Protein adsorption from seawater onto solid substrata, I. Influences of substratum surface properties and protein concentration

Abstract

To model non-specific protein adsorption in seawater, partitioning of the plant enzyme, ribulose-1,5-bisphosphate carboxylase-oxygenase (RuBisCO), from seawater onto a variety of materials (Ti, Cu, Fe, PTFE [Teflon], Polycarbonate, Pyrex) was examined as functions of time and bulk concentration. Protein film thicknesses on titanium and copper varied temporally over 24 h in a laminar flow regime, increasing rapidly in the first hour on both metals and continuing to increase slowly on Ti but decreasing on Cu in the subsequent 15–23 h. Films also varied spatially from 0 to 28 nm on Ti and from 20 to 160 nm on Cu. Desorption kinetics of protein monolayers bound to Ti oxide surfaces were twice as rapid as those bound to Cu oxides.

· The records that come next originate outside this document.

//! Utilities for temperature conversion, the temperature response of the
//! photosynthetic rate parameters, and water vapour pressure.

use crate::constants::{
    GAS_CONSTANT_J_MOL_K, MM_WATER_G_MOL, TO_KELVIN, TREF_K,
};
use crate::params::{RateParam, temp_response_profile};

/// Converts Celsius to Kelvin.
pub fn celsius_to_kelvin(temp_c: f64) -> f64 {
    temp_c + TO_KELVIN
}

/// Converts Kelvin to Celsius.
pub fn kelvin_to_celsius(temp_k: f64) -> f64 {
    temp_k - TO_KELVIN
}

/// Adjusts a rate parameter from its 25 °C value to the organ temperature.
///
/// Every parameter carries an Arrhenius activation term; the capacity
/// parameters (Vc_max, Jmax, TPU) additionally carry an entropy-based
/// deactivation term that gives them a temperature optimum. Kinetic
/// constants and the CO2 compensation point have no deactivation.
///
/// # Arguments
/// - `param`: which rate parameter is being adjusted
/// - `value_25c`: parameter value at 25 °C
/// - `organ_temp_c`: organ temperature in °C
///
/// # Returns
/// Parameter value at the organ temperature
pub fn temperature_adjust(param: RateParam, value_25c: f64, organ_temp_c: f64) -> f64 {
    let tk = celsius_to_kelvin(organ_temp_c);
    let profile = temp_response_profile(param)
        .expect("temperature response table covers every rate parameter");

    // Gas constant in kJ mol-1 K-1 to match the enthalpy units
    let r_kj = GAS_CONSTANT_J_MOL_K * 1e-3;

    let f_activation = ((profile.delta_ha_kj_mol * (tk - TREF_K)) / (r_kj * TREF_K * tk)).exp();

    let f_deactivation = match profile.deactivation {
        Some(d) => {
            (1.0 + ((TREF_K * d.delta_s_kj_mol_k - d.delta_hd_kj_mol) / (TREF_K * r_kj)).exp())
                / (1.0 + ((tk * d.delta_s_kj_mol_k - d.delta_hd_kj_mol) / (tk * r_kj)).exp())
        }
        None => 1.0,
    };

    value_25c * f_activation * f_deactivation
}

/// Saturated vapour pressure of air at `temp_c` (kPa), Tetens form.
pub fn saturation_vapour_pressure(temp_c: f64) -> f64 {
    0.611 * ((17.4 * temp_c) / (239.0 + temp_c)).exp()
}

/// Analytic slope of the saturation-vapour-pressure curve (kPa K-1),
/// used when organ and air temperature coincide and the finite difference
/// degenerates. The denominator takes the air temperature in Kelvin, as
/// calibrated.
pub fn svp_slope_at_air(air_temp_c: f64) -> f64 {
    let ta_k = celsius_to_kelvin(air_temp_c);
    ((17.4 * 239.0) / (ta_k + 239.0).powi(2)) * saturation_vapour_pressure(air_temp_c)
}

/// Converts a water flux from mm s-1 to mmol m-2 s-1, using 1 mm = 1 kg m-2.
pub fn water_flux_mm_s_to_mmol_m2_s(flux_mm_s: f64) -> f64 {
    (flux_mm_s * 1e6) / MM_WATER_G_MOL
}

Proteins in overlying layer(s) of multilayered films, bound only to other proteins, desorbed more rapidly than molecules bound to metal oxide surfaces, irrespective of the type of substratum. Isothermic adsorption studies of 3H-RuBisCO indicated that surface concentrations were best described as a first-order function ( Γ = KC 1/ 0 n) of bulk protein concentration, C 0, which was varied from 0.001 to 1050μg cm −3. Surface films varied in thickness from submono- to multilayer coverage. Each substratum material exhibited significantly different binding capacities ( K) and adsorption intensities (1/ n) and at moderate bulk protein concentrations (10μg cm −3) yielded an overall ranking of adsorption equilibria as follows: Pyrex < PTFE < Ti < PC < Cu < Fe. While the chemical composition of the substratum surfaces varied widely among the six materials tested, the initial critical surface tensions (CST) of these surfaces accounted for 87% of the variance observed in adsorption intensity, 1/ n, (excluding Pyrex). In seawater, bulk concentration and substratum CST were shown to be critical in determining rates of non-specific protein adsorption and desorption as well as partitioning equilibria. Results illustrate the complexity of protein adsorption in seawater indicative of multilayered, heterogeneous adsorption at the surface.